Consequences of Stable Transduction and Antigen-Inducible Expression of the Human Interleukin-7 Gene on Tetanus-Toxoid-Specific T Cells

Abstract

Interleukin-7 (IL-7) has previously been shown to increase antigen-specific immune responses; the effect of IL-7 on human antigen-specific T cell lines has not directly been addressed. A tetanus-toxoid (TT)-specific T cell line exhibited increased proliferation in the presence of exogenous IL-7, suggesting that IL-7 may be useful in the potentiation of immune responses to defined microbial antigens. Murine retroviral vectors encoding the human IL-7 gene and the neomycin phosphotransferase gene (neo^R) were packaged into murine retroviral particles, and supernatants containing these retroviral vectors were used to infect a CD4⁺ lymphoblastoid cell line. Stable integration of the retroviral vector and constitutive expression of the IL-7 gene were observed. Successful IL-7 gene transduction into TT-specific T cells was also accomplished. Detection of neo^R DNA sequences and expression of IL-7-specific mRNA increased with selection in geneticin.
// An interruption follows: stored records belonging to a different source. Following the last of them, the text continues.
//! Story genres and their narration templates
//!
//! A genre is chosen at join time and must match between both joiners. All
//! genre-specific behavior lives in the instruction template handed to the
//! narration backend; the coordination core never branches on it.

use serde::{Deserialize, Serialize};

#[derive(Debug, Clone, Copy, PartialEq, Eq, Serialize, Deserialize)]
#[serde(rename_all = "snake_case")]
pub enum Genre {
    TruthOrDare,
    AccidentalEncounter,
    HorrorAuto,
    BackToSchool,
    OldFriendsReunion,
    MidnightParcel,
}

impl Genre {
    pub const ALL: [Genre; 6] = [
        Genre::TruthOrDare,
        Genre::AccidentalEncounter,
        Genre::HorrorAuto,
        Genre::BackToSchool,
        Genre::OldFriendsReunion,
        Genre::MidnightParcel,
    ];

    /// Display name.
    pub fn name(self) -> &'static str {
        match self {
            Genre::TruthOrDare => "Truth or Dare (Pub)",
            Genre::AccidentalEncounter => "Accidental Encounter (Café)",
            Genre::HorrorAuto => "Horror Auto Ride",
            Genre::BackToSchool => "Back to School",
            Genre::OldFriendsReunion => "Old Friends Reunion",
            Genre::MidnightParcel => "Midnight Parcel",
        }
    }

    /// Opening line used when the narration backend cannot provide one.
    pub fn hook(self) -> &'static str {
        match self {
            Genre::TruthOrDare => {
                "*The bottle spins, stops between you two. Everyone watches.* Truth or dare?"
            }
            Genre::AccidentalEncounter => {
                "*Light rain taps the café window.* Morning rush. Coffee spills, phones drop. One story begins."
            }
            Genre::HorrorAuto => {
                "*Muffled engine hum.* 1:30 AM, same auto. The driver whispers: \"You're the seventh pair this month.\""
            }
            Genre::BackToSchool => {
                "*Bell echo, chalk dust.* You wake in your 12th-grade classroom. The exam sheet reads: collaboration mandatory."
            }
            Genre::OldFriendsReunion => {
                "*The reunion hall is empty. Doors click shut.* A projector flickers to life. A whisper: \"Remember?\""
            }
            Genre::MidnightParcel => {
                "*Rain, a ticking clock.* A courier delivers half a parcel. The note says: \"Meet at 12:00 AM.\""
            }
        }
    }

    /// Ambience tagline shown alongside the genre.
    pub fn ambience(self) -> &'static str {
        match self {
            Genre::TruthOrDare => "lo-fi beats, glass clinks, laughter to hush",
            Genre::AccidentalEncounter => "light rain, café jazz, soft piano",
            Genre::HorrorAuto => "muffled hum, silence, bass rumble",
            Genre::BackToSchool => "bell echo, chalk, fan hum, nostalgic piano",
            Genre::OldFriendsReunion => "projector flicker, thunder, strings",
            Genre::MidnightParcel => "rain, ticking clock, synth pulse",
        }
    }

    /// Genre-specific instructions injected into the narration prompt.
    pub fn instructions(self) -> &'static str {
        match self {
            Genre::TruthOrDare => {
                "You are the echo of a night replaying itself. The participants pose truths \
                 and dares to each other; you only narrate the shared consequences, teasing \
                 and intimate. Every choice costs or returns time, announce it."
            }
            Genre::AccidentalEncounter => {
                "You are a sarcastic narrator and mood conductor in a café. Never address \
                 the participants directly; describe what just happened with dry humor and \
                 ambient sound cues. Short beats, one per turn."
            }
            Genre::HorrorAuto => {
                "You are the cold, breathing trap around a late-night auto ride. Ignore \
                 jokes and tone-breakers; answer them by removing safety. Clinical dread, \
                 at most two short sentences, never reassure."
            }
            Genre::BackToSchool => {
                "You are the sarcastic ghost commentator of a 12th-grade classroom. Amplify \
                 confessions with witty one-liners and chalk-dust ambience. When a topic is \
                 spent, quietly read out the next question from the exam sheet."
            }
            Genre::OldFriendsReunion => {
                "You are the echo of memory in an empty reunion hall. Reflect and amplify \
                 their nostalgia with wit and drama; fill pauses with projector hum and \
                 distant school bells. You reflect chemistry, you never steer it."
            }
            Genre::MidnightParcel => {
                "You are the courier's unseen dispatcher. Each narration reveals one more \
                 detail of the half-delivered parcel and the hour ticking toward midnight. \
                 Keep the mystery a half-step ahead of them."
            }
        }
    }
}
Production of IL-7 in these cells was induced by exposure to TT. Production of IL-4, IL-6, and interferon-γ (IFN-γ) was detected after antigenic stimulation; there was, however, no effect of IL-7 on the pattern or kinetics of cytokine production by these cells. Human IL-7 transduced cells showed greater proliferation to TT than control T cells, particularly at subthreshold TT concentrations. These data imply that genetic modification of antigen-specific T cells may be a plausible strategy for the study and manipulation of the immune responses to microbial pathogens. The systemic administration of cytokines to augment immune responses to viral and malignant processes is associated with severe, even fatal, toxicity. The use of genetic transfer to achieve expression of nontranscribed cytokine genes in antigen-specific T cells might augment immune responses with minimal, incidental toxicity. Exogenous IL-7, a cytokine with effects on both cellular and humoral immune responses, boosted specific T cell proliferative responses to TT. Interestingly, the IL-7 effect was most pronounced at suboptimal antigen concentrations. Transduction of these normal T cell lines with a retroviral vector containing the human IL-7 gene resulted in the production of IL-7 in an antigen-dependent manner. Transduction of the IL-7 gene was functionally associated with increased proliferation to TT, suggesting that the modification of antigen-specific cells with cytokine genes may selectively improve immune responses to viral and bacterial pathogens.